Failure to comply with the legal requirements — In order to have a valid will, the document must be in writing, signed by the testator, and signed and witnessed by two competent individuals. A handwritten will may also be recognized in Michigan if it is dated and signed by the testator and all material portions of the document are in the handwriting of the testator. A will may be set aside if it doesn’t satisfy these legal requirements, although even writings that don’t otherwise satisfy the requirements could qualify as a valid will if clear and convincing evidence is shown.
The petitioner has the burden of proof when challenging a will. In other words, they must raise sufficient evidence to persuade the court that the will in its current form does not match the decedent’s intent. Notably, even if there is a no contest clause in the will, Michigan law states that it will not be enforced if there is probable cause to contest the will.
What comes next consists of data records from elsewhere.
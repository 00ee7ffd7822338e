//! "Easify": plain-language explanations of one passage of a stored record.
//!
//! A request names a content type and a record id plus locators (chapter,
//! exercise, step, industry part). The target table maps each type to its
//! collection, a field extractor and a prompt-context builder.

pub mod handlers;

use serde::{Deserialize, Serialize};
use serde_json::Value;
use thiserror::Error;

pub const EASIFY_PROMPT_KEY: &str = "easifyRequest";
pub const RESPONSES_COLLECTION: &str = "easifyResponses";
const DEFAULT_MAX_TOKENS: u32 = 1500;
const INDUSTRY_MAX_TOKENS: u32 = 2000;

#[derive(Debug, Error, PartialEq, Eq)]
pub enum EasifyError {
    #[error("Invalid type '{0}'. Must be course, workout, recipe or industry.")]
    UnknownType(String),

    #[error("item is missing '{0}'")]
    MissingLocator(&'static str),

    #[error("document has no {0}")]
    NotInDocument(String),

    #[error("Invalid industry part: {0}")]
    UnknownPart(String),
}

#[derive(Debug, Clone, Serialize, Deserialize)]
pub struct EasifyRequest {
    #[serde(rename = "type")]
    pub kind: String,
    /// `{ id, ...locators }`; the locators depend on the type.
    pub item: Value,
}

/// The passage a request points at.
#[derive(Debug, Clone, PartialEq, Eq)]
pub struct Excerpt {
    pub heading: String,
    pub text: String,
}

pub struct EasifyTarget {
    pub kind: &'static str,
    pub collection: &'static str,
    pub max_tokens: u32,
    pub extract: fn(document: &Value, item: &Value) -> Result<Excerpt, EasifyError>,
    pub context: fn(document: &Value, excerpt: &Excerpt, request: &str) -> String,
}

static TARGETS: [EasifyTarget; 4] = [
    EasifyTarget {
        kind: "course",
        collection: "courses",
        max_tokens: DEFAULT_MAX_TOKENS,
        extract: course_point,
        context: course_context,
    },
    EasifyTarget {
        kind: "workout",
        collection: "workouts",
        max_tokens: DEFAULT_MAX_TOKENS,
        extract: workout_exercise,
        context: workout_context,
    },
    EasifyTarget {
        kind: "recipe",
        collection: "recipes",
        max_tokens: DEFAULT_MAX_TOKENS,
        extract: recipe_step,
        context: recipe_context,
    },
    EasifyTarget {
        kind: "industry",
        collection: "industries",
        max_tokens: INDUSTRY_MAX_TOKENS,
        extract: industry_part,
        context: industry_context,
    },
];

impl EasifyTarget {
    pub fn for_kind(kind: &str) -> Result<&'static EasifyTarget, EasifyError> {
        TARGETS
            .iter()
            .find(|target| target.kind == kind)
            .ok_or_else(|| EasifyError::UnknownType(kind.to_string()))
    }
}

fn text<'a>(value: &'a Value, field: &str) -> &'a str {
    value.get(field).and_then(Value::as_str).unwrap_or_default()
}

/// Generated records title their sections with `title`; older ones use `name`.
fn title(value: &Value) -> &str {
    match text(value, "title") {
        "" => text(value, "name"),
        title => title,
    }
}

fn locator(item: &Value, field: &'static str) -> Result<usize, EasifyError> {
    item.get(field)
        .and_then(Value::as_u64)
        .and_then(|i| usize::try_from(i).ok())
        .ok_or(EasifyError::MissingLocator(field))
}

fn nth<'a>(list: Option<&'a Value>, index: usize, path: &str) -> Result<&'a Value, EasifyError> {
    list.and_then(|list| list.get(index))
        .ok_or_else(|| EasifyError::NotInDocument(format!("{path}[{index}]")))
}

/// Stage 1 is the warm-up or preparation list; anything else is the main one.
fn is_first_stage(item: &Value) -> bool {
    item.get("stage").and_then(Value::as_u64) == Some(1)
}

fn course_point(document: &Value, item: &Value) -> Result<Excerpt, EasifyError> {
    let (c, t, p) = (
        locator(item, "chapterNumber")?,
        locator(item, "topicNumber")?,
        locator(item, "pointIndex")?,
    );
    let chapter = nth(document.get("chapters"), c, "chapters")?;
    let topic = nth(chapter.get("topics"), t, "topics")?;
    let point = nth(topic.get("points"), p, "points")?;

    Ok(Excerpt {
        heading: format!(
            "chapter \"{}\", topic \"{}\", and point \"{}\"",
            title(chapter),
            title(topic),
            text(point, "title")
        ),
        text: format!(
            "{} - {} - {}",
            text(point, "title"),
            text(point, "desc"),
            text(point, "content")
        ),
    })
}

fn course_context(document: &Value, excerpt: &Excerpt, request: &str) -> String {
    format!(
        "I am reading the course \"{}\". In {}, it says: \"{}\". {request}",
        text(document, "name"),
        excerpt.heading,
        excerpt.text
    )
}

fn workout_exercise(document: &Value, item: &Value) -> Result<Excerpt, EasifyError> {
    let index = locator(item, "exerciseIndex")?;
    let section = if is_first_stage(item) { "warmUp" } else { "routine" };
    let exercises = document.get(section).and_then(|s| s.get("exercises"));
    let exercise = nth(exercises, index, &format!("{section}.exercises"))?;

    let name = text(exercise, "name");
    Ok(Excerpt {
        heading: name.to_string(),
        text: format!("{name} {}", text(exercise, "description")),
    })
}

fn workout_context(document: &Value, excerpt: &Excerpt, request: &str) -> String {
    format!(
        "I am doing the workout \"{}\". The exercise \"{}\" is described as: \"{}\". {request}",
        text(document, "name"),
        excerpt.heading,
        excerpt.text
    )
}

fn recipe_step(document: &Value, item: &Value) -> Result<Excerpt, EasifyError> {
    let index = locator(item, "instructionIndex")?;
    let section = if is_first_stage(item) { "prepare" } else { "instructions" };
    let step = nth(document.get(section), index, section)?;

    let name = text(step, "name");
    Ok(Excerpt {
        heading: name.to_string(),
        text: format!("{name} {}", text(step, "description")),
    })
}

fn recipe_context(document: &Value, excerpt: &Excerpt, request: &str) -> String {
    format!(
        "I am following the recipe \"{}\". In the step \"{}\", it says: \"{}\". {request}",
        text(document, "name"),
        excerpt.heading,
        excerpt.text
    )
}

/// Industry part -> record field.
const INDUSTRY_PARTS: &[(&str, &str)] = &[
    ("skillsInDemand", "skillsInDemand"),
    ("topCompany", "topCompanies"),
    ("customerBase", "customerBase"),
    ("geographicalHotspots", "geographicalHotspots"),
    ("opportunities", "futureOpportunities"),
    ("notableTechnologies", "notableTechnologies"),
    ("requiredEducation", "educationalRequirements"),
    ("workConditions", "workEnvironment"),
    ("jobProspects", "jobOutlook"),
    ("majorTrends", "majorTrends"),
    ("challenges", "challenges"),
];

fn industry_overview(document: &Value) -> String {
    let details = document.get("detailedInfo").unwrap_or(&Value::Null);
    let or = |field: &str, fallback: &str| match text(details, field) {
        "" => fallback.to_string(),
        value => value.to_string(),
    };
    let year_started = match details.get("yearStarted") {
        Some(Value::String(year)) if !year.is_empty() => format!("Established in {year}"),
        Some(Value::Number(year)) => format!("Established in {year}"),
        _ => "Year started unknown".to_string(),
    };
    format!(
        "{year_started}\nGrowth Rate: {}\nMarket Size: {}\nHistorical Significance: {}",
        or("growthRate", "Growth rate not available"),
        or("marketSize", "Market size unknown"),
        or("historicalSignificance", "No historical significance available")
    )
}

fn format_industry_field(value: Option<&Value>) -> String {
    match value {
        Some(Value::Array(entries)) => entries
            .iter()
            .map(|entry| match entry {
                Value::String(s) => s.clone(),
                _ if !text(entry, "name").is_empty() => {
                    format!("{}: {}", text(entry, "name"), text(entry, "description"))
                }
                _ => text(entry, "description").to_string(),
            })
            .collect::<Vec<_>>()
            .join("\n• "),
        Some(Value::String(s)) if !s.is_empty() => s.clone(),
        Some(object @ Value::Object(_)) => {
            serde_json::to_string_pretty(object).unwrap_or_default()
        }
        Some(Value::Number(n)) => n.to_string(),
        Some(Value::Bool(b)) => b.to_string(),
        _ => "No data available".to_string(),
    }
}

fn industry_part(document: &Value, item: &Value) -> Result<Excerpt, EasifyError> {
    let part = item
        .get("part")
        .and_then(Value::as_str)
        .ok_or(EasifyError::MissingLocator("part"))?;

    let text = if part == "overview" {
        industry_overview(document)
    } else {
        let (_, field) = INDUSTRY_PARTS
            .iter()
            .find(|(name, _)| *name == part)
            .ok_or_else(|| EasifyError::UnknownPart(part.to_string()))?;
        format_industry_field(document.get(*field))
    };

    Ok(Excerpt {
        heading: part.to_string(),
        text,
    })
}

fn industry_context(document: &Value, excerpt: &Excerpt, request: &str) -> String {
    format!(
        "I am exploring the industry \"{}\", which falls under \"{}\". \
         I want to know more about \"{}\". Here are the details:\n{}.\n{request}",
        text(document, "name"),
        text(document, "category"),
        excerpt.heading,
        excerpt.text
    )
}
Challenging an Account of Convenience
An account of convenience is similar to a power of attorney. In some cases, older adults or individuals with dementia might set up such a joint account to allow another person to use the funds in it for the owner’s benefit. These types of accounts are often used for financial management purposes, to pay bills, and run errands. They might also be used as a “poor man’s will” to help save costs.
If the owner of the account didn’t mean for the joint owner to keep the assets in it after their passing — and only intended the joint name to be added as a matter of convenience — a court may order that the asset be turned over to the estate. This can also apply to brokerage accounts, stocks, and other financial investments. Importantly, the account must reflect the intent of the person who added the name at the time the account was created, rather than after the fact.
What is the Legal Process to Contest a Will in Michigan?
Contesting a will can be a complex and lengthy legal process — but if you have legal standing and can establish grounds that the will should be rendered invalid, you may be entitled to petition the probate court in the appropriate county. A party who has an interest in the probate proceedings can either object to the will being probated or dispute the legitimacy of the will. However, it’s crucial to understand that you only have a limited amount of time to challenge a will in Michigan.
There is no set statute of limitations to challenge a will if the proceedings are informal, with some exceptions. In the event formal probate proceedings have been commenced, a petitioner must raise their objection before the admission of the will. Once a formal order of testacy has been entered validating the will, there is a 21-day appeal period. After this time expires, any challenge to the will is typically barred, absent special circumstances.